Mr. Optimist almost entertained an opinion that it was his duty to say something more about it. Was not he the chief Commissioner, and was not Mr. Crosbie secretary to the Board? Ought he, looking at their respective positions, to pass over without a word of notice such a manifest impropriety as this? Would not Sir Raffle Buffle have said something had Mr. Butterwell, when secretary, come to the office with a black eye? He wished to exercise all the full rights of a chairman; but, nevertheless, as he looked at the secretary he felt embarrassed, and was unable to find the proper words. "H--m, ha, well; we'll go to business now, if you please," he said, as though reserving to himself the right of returning to the secretary's black eye when the more usual business of the Board should be completed.
But when the more usual business of the Board had been completed, the secretary left the room without any further reference to his eye.
Crosbie, when he got back to his own apartment, found Mortimer Gazebee waiting there for him.
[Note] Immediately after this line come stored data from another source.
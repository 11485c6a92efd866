use memchr::{memchr_iter, memmem};

// Incremental splitter for one inline tag, e.g. `<think>…</think>`.
//
// Key invariants:
// - Only the configured tag name is recognized; other angle-bracket content is
//   plain payload.
// - A tag cut by a chunk boundary is held back until the next chunk resolves
//   it, or until `finish` forces it out verbatim.
// - Spans are emitted only when their payload is non-empty.

/// One classified run of text.
#[derive(Debug, Clone, PartialEq, Eq)]
pub struct TagSpan {
    /// `true` when the text sat between the opening and closing tag.
    pub matched: bool,
    pub data: String,
}

impl TagSpan {
    fn new(matched: bool, data: &str) -> Self {
        Self {
            matched,
            data: data.to_owned(),
        }
    }
}

/// Streaming scanner that separates tagged from untagged text.
#[derive(Debug, Clone)]
pub struct TagSplitter {
    open_tag: String,
    close_tag: String,
    buffer: String,
    inside_tag: bool,
}

impl TagSplitter {
    /// Create a splitter for `<tag_name>` / `</tag_name>`.
    #[must_use]
    pub fn new(tag_name: &str) -> Self {
        Self {
            open_tag: format!("<{tag_name}>"),
            close_tag: format!("</{tag_name}>"),
            buffer: String::new(),
            inside_tag: false,
        }
    }

    #[must_use]
    pub fn is_inside_tag(&self) -> bool {
        self.inside_tag
    }

    /// Whether a partial tag is currently held back.
    #[must_use]
    pub fn has_buffered(&self) -> bool {
        !self.buffer.is_empty()
    }

    /// Feed a chunk and return every span that can be classified so far.
    pub fn update(&mut self, chunk: &str) -> Vec<TagSpan> {
        let mut out = Vec::new();
        self.update_into(chunk, &mut out);
        out
    }

    /// Feed a chunk and append classified spans to `out`.
    pub fn update_into(&mut self, chunk: &str, out: &mut Vec<TagSpan>) {
        if chunk.is_empty() {
            return;
        }

        // Fast path: nothing held back and no '<' means no tag can start here.
        if self.buffer.is_empty() && memchr::memchr(b'<', chunk.as_bytes()).is_none() {
            out.push(TagSpan::new(self.inside_tag, chunk));
            return;
        }

        self.buffer.push_str(chunk);
        let mut consumed = 0usize;
        loop {
            let pending = if self.inside_tag {
                self.close_tag.as_str()
            } else {
                self.open_tag.as_str()
            };
            let rest = &self.buffer[consumed..];

            if let Some(pos) = memmem::find(rest.as_bytes(), pending.as_bytes()) {
                if pos > 0 {
                    out.push(TagSpan::new(self.inside_tag, &rest[..pos]));
                }
                consumed += pos + pending.len();
                self.inside_tag = !self.inside_tag;
                continue;
            }

            let hold = partial_tag_suffix_len(rest.as_bytes(), pending.as_bytes());
            let emit_len = rest.len() - hold;
            if emit_len > 0 {
                out.push(TagSpan::new(self.inside_tag, &rest[..emit_len]));
            }
            consumed += emit_len;
            break;
        }

        if consumed == self.buffer.len() {
            self.buffer.clear();
        } else {
            self.buffer.drain(..consumed);
        }
    }

    /// Flush whatever is still held back under the current state.
    pub fn finish(&mut self) -> Vec<TagSpan> {
        let mut out = Vec::new();
        if !self.buffer.is_empty() {
            out.push(TagSpan {
                matched: self.inside_tag,
                data: std::mem::take(&mut self.buffer),
            });
        }
        self.inside_tag = false;
        out
    }
}

/// Length of the longest suffix of `haystack` that is a proper prefix of `tag`.
///
/// `tag` starts with `<`, so the held-back suffix always begins on a char
/// boundary.
#[inline]
fn partial_tag_suffix_len(haystack: &[u8], tag: &[u8]) -> usize {
    let window = tag.len().saturating_sub(1);
    let tail_start = haystack.len().saturating_sub(window);
    let tail = &haystack[tail_start..];
    memchr_iter(b'<', tail)
        .find(|&pos| tag.starts_with(&tail[pos..]))
        .map_or(0, |pos| tail.len() - pos)
}
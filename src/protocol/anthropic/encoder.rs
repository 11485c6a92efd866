use crate::protocol::anthropic::{AnthropicMessage, AnthropicRequest, AnthropicTool};
use crate::protocol::canonical::ChatRequest;
use crate::protocol::mapping::chat_role_to_anthropic;

/// Used when neither the request nor the service config caps output.
pub const DEFAULT_MAX_TOKENS: u64 = 4096;

/// Encode a chat request into the Anthropic Messages API streaming format.
///
/// `max_tokens` is mandatory for Anthropic; the request value wins over
/// `default_max_tokens`.
#[must_use]
pub fn encode_anthropic_request(
    model: &str,
    request: &ChatRequest,
    default_max_tokens: Option<u64>,
) -> AnthropicRequest {
    let messages = request
        .messages
        .iter()
        .map(|msg| AnthropicMessage {
            role: chat_role_to_anthropic(msg.role),
            content: msg.content.clone(),
        })
        .collect();

    let tools = if request.tools.is_empty() {
        None
    } else {
        Some(
            request
                .tools
                .iter()
                .map(|t| AnthropicTool {
                    name: t.name.clone(),
                    description: t.description.clone(),
                    input_schema: t.parameters.clone(),
                })
                .collect(),
        )
    };

    AnthropicRequest {
        model: model.to_owned(),
        max_tokens: request
            .max_tokens
            .or(default_max_tokens)
            .unwrap_or(DEFAULT_MAX_TOKENS),
        system: request.system.clone(),
        messages,
        tools,
        stream: true,
    }
}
"My dear fellow," said Gazebee, "this is a very nasty affair."
"Uncommonly nasty," said Crosbie; "so nasty that I don't mean to talk about it to anybody."
"Lady Amelia is quite unhappy." He always called her Lady Amelia, even when speaking of her to his own brothers and sisters. He was too well behaved to take the liberty of calling an earl's daughter by her plain Christian name, even though that earl's daughter was his own wife. "She fears that you have been a good deal hurt."
"Not at all hurt; but disfigured, as you see."
"And so you beat the fellow well that did it?"
"No, I didn't," said Crosbie, very angrily. "I didn't beat him at all. You don't believe everything you read in the newspapers, do you?"
"No, I don't believe everything. Of course I didn't believe about his having aspired to an alliance with Lady Alexandrina. That was untrue, of course." Mr. Gazebee showed by the tone of his voice that imprudence so unparalleled as that was quite incredible.
"You shouldn't believe anything; except this,--that I have got a black eye."
"You certainly have got that. Lady Amelia thinks you would be more comfortable if you would come up to us this evening. You can't go out, of course; but Lady Amelia said, very good-naturedly, that you need not mind with her."
"Thank you, no; I'll come on Sunday."